>>>
//! Session transitions
//!
//! Every function takes the current snapshot and returns the next one plus the
//! events it produced, or `None` when the request does not apply (wrong screen,
//! nothing to do). Callers never see a half-updated state.

use rand::Rng;

use super::difficulty::Difficulty;
use super::drop::create_drop;
use super::state::{GameEvent, InputBuffer, Screen, SessionState};
use super::step::{advance, boundary_threshold, partition_by_boundary};
use crate::consts::*;

/// A committed state change
#[derive(Debug, Clone, PartialEq)]
pub struct Transition {
    pub state: SessionState,
    pub events: Vec<GameEvent>,
}

impl Transition {
    fn quiet(state: SessionState) -> Self {
        Self {
            state,
            events: Vec::new(),
        }
    }

    fn with_event(state: SessionState, event: GameEvent) -> Self {
        Self {
            state,
            events: vec![event],
        }
    }
}

/// Fresh playing state carrying over the persisted values
fn fresh_session(
    prev: &SessionState,
    difficulty: Difficulty,
    fixed_multiplicand: Option<u32>,
    stored_best: u64,
) -> Transition {
    let state = SessionState {
        screen: Screen::Playing,
        difficulty,
        fixed_multiplicand: fixed_multiplicand.filter(|t| FIXED_TABLES.contains(t)),
        next_drop_id: prev.next_drop_id,
        ..SessionState::new(stored_best, prev.sound_enabled)
    };
    log::info!(
        "Session start: {} (table {:?}), best {}",
        difficulty.as_str(),
        state.fixed_multiplicand,
        stored_best
    );
    Transition::with_event(state, GameEvent::MenuAck)
}

/// Menu -> playing
pub fn start(
    prev: &SessionState,
    difficulty: Difficulty,
    fixed_multiplicand: Option<u32>,
    stored_best: u64,
) -> Option<Transition> {
    if prev.screen != Screen::Menu {
        return None;
    }
    Some(fresh_session(prev, difficulty, fixed_multiplicand, stored_best))
}

/// Ended -> playing, same difficulty and table
pub fn play_again(prev: &SessionState, stored_best: u64) -> Option<Transition> {
    if prev.screen != Screen::Ended {
        return None;
    }
    Some(fresh_session(
        prev,
        prev.difficulty,
        prev.fixed_multiplicand,
        stored_best,
    ))
}

/// Ended -> menu, or playing -> menu (abandon)
pub fn return_to_menu(prev: &SessionState, stored_best: u64) -> Option<Transition> {
    if prev.screen == Screen::Menu {
        return None;
    }
    if prev.screen == Screen::Playing {
        log::info!("Session abandoned at score {}", prev.score);
    }
    let state = SessionState {
        next_drop_id: prev.next_drop_id,
        ..SessionState::new(stored_best, prev.sound_enabled)
    };
    Some(Transition::with_event(state, GameEvent::MenuAck))
}

/// Flip the sound preference; valid on any screen
pub fn toggle_sound(prev: &SessionState) -> Option<Transition> {
    let state = SessionState {
        sound_enabled: !prev.sound_enabled,
        ..prev.clone()
    };
    Some(Transition::with_event(state, GameEvent::MenuAck))
}

/// Edit the answer buffer while playing
fn edit_input(prev: &SessionState, edit: impl FnOnce(&mut InputBuffer) -> bool) -> Option<Transition> {
    if !prev.is_playing() {
        return None;
    }
    let mut input = prev.input.clone();
    if !edit(&mut input) {
        return None;
    }
    Some(Transition::quiet(SessionState {
        input,
        ..prev.clone()
    }))
}

/// Type a digit; no-op once the buffer holds two digits
pub fn append_digit(prev: &SessionState, digit: u8) -> Option<Transition> {
    edit_input(prev, |input| input.push_digit(digit))
}

/// Delete the last digit; no-op on an empty buffer
pub fn backspace(prev: &SessionState) -> Option<Transition> {
    edit_input(prev, InputBuffer::pop_digit)
}

/// Empty the buffer
pub fn clear_input(prev: &SessionState) -> Option<Transition> {
    edit_input(prev, |input| {
        let had_digits = !input.is_empty();
        input.clear();
        had_digits
    })
}

/// Check the typed answer against the live drops.
///
/// An empty buffer is ignored entirely. Otherwise the buffer is always cleared;
/// on a match the lowest matching drop is removed and scored.
pub fn submit(prev: &SessionState) -> Option<Transition> {
    if !prev.is_playing() || prev.input.is_empty() {
        return None;
    }

    let target = prev
        .input
        .value()
        .and_then(|answer| prev.target_for(answer))
        .map(|d| (d.id, d.answer));

    let Some((drop_id, answer)) = target else {
        log::debug!("Miss: {:?}", prev.input.as_str());
        let state = SessionState {
            input: InputBuffer::new(),
            ..prev.clone()
        };
        return Some(Transition::with_event(state, GameEvent::Miss));
    };

    log::debug!("Hit: drop {} = {}", drop_id, answer);
    let state = SessionState {
        score: prev.score + POINTS_PER_CORRECT,
        drops: prev.drops.iter().filter(|d| d.id != drop_id).cloned().collect(),
        input: InputBuffer::new(),
        correct_answers: prev.correct_answers + 1,
        total_questions: prev.total_questions + 1,
        ..prev.clone()
    };
    Some(Transition::with_event(state, GameEvent::Hit { drop_id, answer }))
}

/// Per-frame motion: move drops, charge a life for every drop past the panel line,
/// end the session when lives run out.
pub fn motion_tick(prev: &SessionState) -> Option<Transition> {
    if !prev.is_playing() || prev.drops.is_empty() {
        return None;
    }

    let split = partition_by_boundary(advance(&prev.drops), boundary_threshold());
    let lost = split.out_of_bounds.len() as u32;
    let lives = u32::from(prev.lives).saturating_sub(lost) as u8;
    let total_questions = prev.total_questions + lost;

    let mut events = Vec::new();
    if lost > 0 {
        events.push(GameEvent::LifeLost { count: lost });
    }

    if lives == 0 {
        let new_best = prev.score > prev.best_score;
        log::info!(
            "Game over: score {}, {}/{} correct{}",
            prev.score,
            prev.correct_answers,
            total_questions,
            if new_best { " (new best)" } else { "" }
        );
        events.push(GameEvent::GameOver {
            score: prev.score,
            new_best,
        });
        let state = SessionState {
            screen: Screen::Ended,
            lives: 0,
            drops: Vec::new(),
            total_questions,
            best_score: prev.best_score.max(prev.score),
            ..prev.clone()
        };
        return Some(Transition { state, events });
    }

    let state = SessionState {
        lives,
        drops: split.in_bounds,
        total_questions,
        ..prev.clone()
    };
    Some(Transition { state, events })
}

/// Add one drop unless the live set is at the profile's cap
pub fn spawn_tick<R: Rng + ?Sized>(prev: &SessionState, rng: &mut R) -> Option<Transition> {
    if !prev.is_playing() {
        return None;
    }
    let profile = prev.profile();
    if prev.drops.len() >= profile.max_drops {
        return None;
    }

    let drop = create_drop(profile, prev.fixed_multiplicand, prev.next_drop_id, rng);
    log::debug!("Spawn drop {}: {} = {}", drop.id, drop.label(), drop.answer);

    let mut drops = prev.drops.clone();
    drops.push(drop);
    Some(Transition::quiet(SessionState {
        drops,
        next_drop_id: prev.next_drop_id + 1,
        ..prev.clone()
    }))
}

/// One second on the session clock
pub fn clock_tick(prev: &SessionState) -> Option<Transition> {
    if !prev.is_playing() {
        return None;
    }
    Some(Transition::quiet(SessionState {
        elapsed_secs: prev.elapsed_secs + 1,
        ..prev.clone()
    }))
}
<<<
=== Exercise aim ===
Wherever the word "lives" occurs in the data above, copy the line it sits in.

=== Written answer ===
/// end the session when lives run out.
    let lives = u32::from(prev.lives).saturating_sub(lost) as u8;
    if lives == 0 {
            lives: 0,
        lives,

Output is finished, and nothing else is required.